If the user selects the contour Plot option for the graphics display, the Color Bar
output panel will appear. The color bar is a spectrum from black at the lowest value to white at the highest
value. The program interogates the computed flow field and displays the highest and lowest values of
a selected output variable in the boxes labeled Max and Min. These boxes are input boxes,
and the user can over-ride the max and min values by typing in their own values and pushing the
Set button at the far right. Pushing the Find button tells the program to re-interrogate
the flow field and to re-set the max and min values. There are currently four choices for output variable:
static pressure in pounds per square inch (psi),
static temperature in degree Rankine,
Mach number, and flow turning in degrees.
Using the output selection buttons, the user may continue to display the contour plots, but change the
output panel to Performance or Flow-Geometry as desired. You can always return to the
color bar output panel by pushing the appropriate button above the panel.
If the user selects the Record output option, a text window will appear on the output panel.
The text window displays the X-Y geometry pairs for the inside surface of the nozzle. This option is useful
when you are designing a nozzle contour. The displayed X and Y values are non-dimensionalized by the
throat height and X = 0 at the throat.
The Hi Speed Project of
NASA's Fundamental Aero Program has supported development of MOC Nozzle. The associated
educational materials have been developed through the NASA Glenn Educational
Programs Office. Based on user input, and continued support, we will continue to
update and modify the simulation.
Changes from previous versions of the program include:
On 14 Aug 14,
version 1.15c was released. This version of the code corrects the calculation of
the thrust for the non-uniform exit cases to include the divergence effects.

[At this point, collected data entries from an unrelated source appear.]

use std::{
    sync::{
        Arc,
        atomic::{AtomicBool, Ordering},
    },
    thread,
    time::Duration,
};

use log::{debug, error};
use parking_lot::Mutex;

use crate::{
    IoError, MessageReceiver, MessageSender, ReceiveError, SendError, SignalHandler,
    SignalSource,
    queue::{self, QueueReceiver, QueueSender},
};

const DISPATCH_POLL: Duration = Duration::from_millis(50);

/// Inbound signal delivered to a single subscriber on a dedicated dispatcher thread.
///
/// Messages published while nobody is subscribed stay queued and are handed to the next
/// subscriber. The channel owns a publisher for its whole life, so the dispatcher never
/// observes a disconnect.
pub struct SignalChannel<T> {
    name: String,
    publisher: QueueSender<T>,
    inbound: QueueReceiver<T>,
    dispatcher: Mutex<Option<Dispatcher>>,
}

struct Dispatcher {
    stop: Arc<AtomicBool>,
    handle: thread::JoinHandle<()>,
}

impl<T: Send + 'static> SignalChannel<T> {
    pub fn new(name: impl Into<String>, capacity: usize) -> Self {
        let name = name.into();
        let (publisher, inbound) = queue::bounded(name.clone(), capacity);
        Self {
            name,
            publisher,
            inbound,
            dispatcher: Mutex::new(None),
        }
    }

    pub fn publisher(&self) -> SignalPublisher<T> {
        SignalPublisher {
            inner: self.publisher.clone(),
        }
    }

    pub fn is_subscribed(&self) -> bool {
        self.dispatcher.lock().is_some()
    }
}

impl<T: Send + 'static> SignalSource<T> for SignalChannel<T> {
    fn name(&self) -> &str {
        &self.name
    }

    fn subscribe(&self, handler: SignalHandler<T>) -> Result<(), IoError> {
        let mut guard = self.dispatcher.lock();
        if guard.is_some() {
            return Err(IoError::AlreadySubscribed {
                name: self.name.clone(),
            });
        }
        let stop = Arc::new(AtomicBool::new(false));
        let stop_clone = Arc::clone(&stop);
        let inbound = self.inbound.clone();
        let label = self.name.clone();
        let handle = thread::Builder::new()
            .name(format!("{}-cb", self.name))
            .spawn(move || {
                while !stop_clone.load(Ordering::Acquire) {
                    match inbound.try_receive(DISPATCH_POLL) {
                        Ok(message) => handler(message),
                        Err(ReceiveError::Timeout(_)) => continue,
                        Err(ReceiveError::Disconnected(_)) => break,
                    }
                }
                debug!("[{}] signal dispatcher exiting", label);
            })
            .map_err(|err| IoError::Spawn {
                name: self.name.clone(),
                reason: err.to_string(),
            })?;
        *guard = Some(Dispatcher { stop, handle });
        Ok(())
    }

    fn unsubscribe(&self) {
        let Some(dispatcher) = self.dispatcher.lock().take() else {
            return;
        };
        dispatcher.stop.store(true, Ordering::Release);
        if dispatcher.handle.join().is_err() {
            error!("[{}] signal handler panicked", self.name);
        }
    }
}

impl<T> Drop for SignalChannel<T> {
    fn drop(&mut self) {
        if let Some(dispatcher) = self.dispatcher.get_mut().take() {
            dispatcher.stop.store(true, Ordering::Release);
            let _ = dispatcher.handle.join();
        }
    }
}

/// Publishing half handed to the component that emits the signal.
pub struct SignalPublisher<T> {
    inner: QueueSender<T>,
}

impl<T> Clone for SignalPublisher<T> {
    fn clone(&self) -> Self {
        Self {
            inner: self.inner.clone(),
        }
    }
}

impl<T: Send> MessageSender<T> for SignalPublisher<T> {
    fn name(&self) -> &str {
        self.inner.name()
    }

    fn send(&self, item: T, timeout: Duration) -> Result<(), SendError<T>> {
        self.inner.send(item, timeout)
    }
}

#[cfg(test)]
mod tests {
    use super::*;
    use std::sync::atomic::AtomicUsize;

    fn wait_for(predicate: impl Fn() -> bool) -> bool {
        for _ in 0..200 {
            if predicate() {
                return true;
            }
            thread::sleep(Duration::from_millis(5));
        }
        false
    }

    #[test]
    fn handler_runs_on_dispatcher_thread() {
        let channel = SignalChannel::<u32>::new("busy", 8);
        let seen = Arc::new(Mutex::new(Vec::new()));
        let seen_clone = Arc::clone(&seen);
        channel
            .subscribe(Box::new(move |value| {
                let name = thread::current().name().map(str::to_string);
                seen_clone.lock().push((value, name));
            }))
            .unwrap();
        channel.publisher().send(7, Duration::from_millis(5)).unwrap();
        assert!(wait_for(|| !seen.lock().is_empty()));
        let seen = seen.lock();
        assert_eq!(seen[0], (7, Some("busy-cb".to_string())));
        drop(seen);
        channel.unsubscribe();
        assert!(!channel.is_subscribed());
    }

    #[test]
    fn second_subscriber_is_rejected() {
        let channel = SignalChannel::<u32>::new("busy", 8);
        channel.subscribe(Box::new(|_| {})).unwrap();
        let err = channel.subscribe(Box::new(|_| {})).unwrap_err();
        assert_eq!(
            err,
            IoError::AlreadySubscribed {
                name: "busy".to_string()
            }
        );
        channel.unsubscribe();
    }

    #[test]
    fn messages_after_unsubscribe_wait_for_next_subscriber() {
        let channel = SignalChannel::<u32>::new("busy", 8);
        let count = Arc::new(AtomicUsize::new(0));
        let first = Arc::clone(&count);
        channel
            .subscribe(Box::new(move |_| {
                first.fetch_add(1, Ordering::SeqCst);
            }))
            .unwrap();
        channel.unsubscribe();

        channel.publisher().send(1, Duration::from_millis(5)).unwrap();
        thread::sleep(Duration::from_millis(20));
        assert_eq!(count.load(Ordering::SeqCst), 0);

        let second = Arc::clone(&count);
        channel
            .subscribe(Box::new(move |_| {
                second.fetch_add(10, Ordering::SeqCst);
            }))
            .unwrap();
        assert!(wait_for(|| count.load(Ordering::SeqCst) == 10));
        channel.unsubscribe();
    }
}
//! Pure index arithmetic shared by the lowerers.

use thiserror::Error;

use crate::spec::Dimension;

#[derive(Debug, Clone, PartialEq, Eq, Error)]
pub enum ShapeError {
    #[error("dimension {dim} is out of range for rank {rank}")]
    InvalidDim { dim: i64, rank: usize },
    #[error("slice step must be non-zero")]
    ZeroStep,
    #[error("cannot broadcast {lhs} against {rhs}")]
    BroadcastMismatch { lhs: Dimension, rhs: Dimension },
    #[error("cannot prove {lhs} and {rhs} broadcast-compatible")]
    Unresolved { lhs: Dimension, rhs: Dimension },
    #[error("target rank {target} is smaller than input rank {input}")]
    RankMismatch { input: usize, target: usize },
    #[error("extent {extent} is not valid for a new leading dimension")]
    InvalidExtent { extent: i64 },
}

/// Maps a possibly negative `dim` into `[0, rank)`.
pub fn normalize_dim(dim: i64, rank: usize) -> Result<usize, ShapeError> {
    let rank_i = rank as i64;
    let normalized = if dim < 0 { dim + rank_i } else { dim };
    if (0..rank_i).contains(&normalized) {
        Ok(normalized as usize)
    } else {
        Err(ShapeError::InvalidDim { dim, rank })
    }
}

/// Explicit bounds of one sliced axis.
#[derive(Debug, Clone, Copy, PartialEq, Eq)]
pub struct SliceBounds {
    pub offset: usize,
    pub length: usize,
    pub stride: i64,
}

impl SliceBounds {
    /// Source indices visited by the slice, in order.
    pub fn indices(&self) -> impl Iterator<Item = i64> + '_ {
        (0..self.length as i64).map(move |i| self.offset as i64 + i * self.stride)
    }
}

/// Resolves Python-style `start:end:step` on an axis of extent `dim_size`.
///
/// `start` is wrapped once and clamped into `[0, dim_size]`. `end` is wrapped once; if it is
/// still negative it becomes `-1` so that a reversed slice can reach index 0, and it is capped
/// at `dim_size`. An absent `start` is 0 and an absent `end` is `dim_size`, whatever the sign
/// of `step`.
pub fn compute_slice_bounds(
    dim_size: usize,
    start: Option<i64>,
    end: Option<i64>,
    step: i64,
) -> Result<SliceBounds, ShapeError> {
    if step == 0 {
        return Err(ShapeError::ZeroStep);
    }
    let size = dim_size as i64;

    let start = match start {
        None => 0,
        Some(start) => {
            let start = if start < 0 { start + size } else { start };
            start.clamp(0, size)
        }
    };

    let end = match end {
        None => size,
        Some(end) => {
            let end = if end < 0 { end + size } else { end };
            if end < 0 {
                -1
            } else {
                end.min(size)
            }
        }
    };

    let length = floor_div(end - start + step - step.signum(), step).max(0);
    Ok(SliceBounds {
        offset: start as usize,
        length: length as usize,
        stride: step,
    })
}

/// Division rounding toward negative infinity.
pub fn floor_div(lhs: i64, rhs: i64) -> i64 {
    let quotient = lhs / rhs;
    if lhs % rhs != 0 && ((lhs < 0) != (rhs < 0)) {
        quotient - 1
    } else {
        quotient
    }
}

/// Combines two aligned extents under the trailing broadcast rule.
pub fn broadcast_dims(lhs: &Dimension, rhs: &Dimension) -> Result<Dimension, ShapeError> {
    match (lhs, rhs) {
        (Dimension::Static(a), Dimension::Static(b)) if a == b => Ok(lhs.clone()),
        (Dimension::Static(1), _) => Ok(rhs.clone()),
        (_, Dimension::Static(1)) => Ok(lhs.clone()),
        (Dimension::Static(_), Dimension::Static(_)) => Err(ShapeError::BroadcastMismatch {
            lhs: lhs.clone(),
            rhs: rhs.clone(),
        }),
        (Dimension::Dynamic(a), Dimension::Dynamic(b)) if a == b => Ok(lhs.clone()),
        _ => Err(ShapeError::Unresolved {
            lhs: lhs.clone(),
            rhs: rhs.clone(),
        }),
    }
}
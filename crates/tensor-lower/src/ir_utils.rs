//! Small constructors for types and functions, shared by callers and tests.

use crate::spec::{
    DType, DimSymbol, Dimension, FunctionBuilder, Shape, TensorSpec, ValueId, ValueType,
};

/// Builds a static shape from explicit dimensions.
pub fn shape_static(dims: &[usize]) -> Shape {
    Shape::from_static(dims)
}

/// Builds a mixed shape; `None` entries become symbols named `s{axis}`.
pub fn shape_mixed(dims: &[Option<usize>]) -> Shape {
    Shape::new(
        dims.iter()
            .enumerate()
            .map(|(idx, dim)| match dim {
                Some(value) => Dimension::Static(*value),
                None => Dimension::Dynamic(DimSymbol::new(format!("s{idx}"))),
            })
            .collect::<Vec<_>>(),
    )
}

pub fn tensor_spec_static(dtype: DType, dims: &[usize]) -> TensorSpec {
    TensorSpec::new(dtype, shape_static(dims))
}

pub fn tensor_spec_mixed(dtype: DType, dims: &[Option<usize>]) -> TensorSpec {
    TensorSpec::new(dtype, shape_mixed(dims))
}

/// Tensor value type with static dimensions.
pub fn tensor_type(dtype: DType, dims: &[usize]) -> ValueType {
    ValueType::Tensor(tensor_spec_static(dtype, dims))
}

/// Tensor value type with mixed static/dynamic dimensions.
pub fn tensor_type_mixed(dtype: DType, dims: &[Option<usize>]) -> ValueType {
    ValueType::Tensor(tensor_spec_mixed(dtype, dims))
}

/// Adds one tensor parameter per entry of `specs` and returns their ids.
pub fn tensor_parameters(builder: &mut FunctionBuilder, specs: &[TensorSpec]) -> Vec<ValueId> {
    specs
        .iter()
        .cloned()
        .map(|spec| builder.add_parameter(ValueType::Tensor(spec)))
        .collect()
}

It also calculates averages of the exit pressure, temperature, Mach number, exit
velocity, and divergence angle. The exit velocity is streamwise.
On 30 Jul 14,
version 1.15b was released. This version of the code is quite similar to 1.14h
but many of the buttons were moved to make this version identical to the
On 27 Jul 14,
version 1.14h was released. This is the first release version for MOC Nozzle.
Earlier versions of the program
were developmental versions and not released to the general public.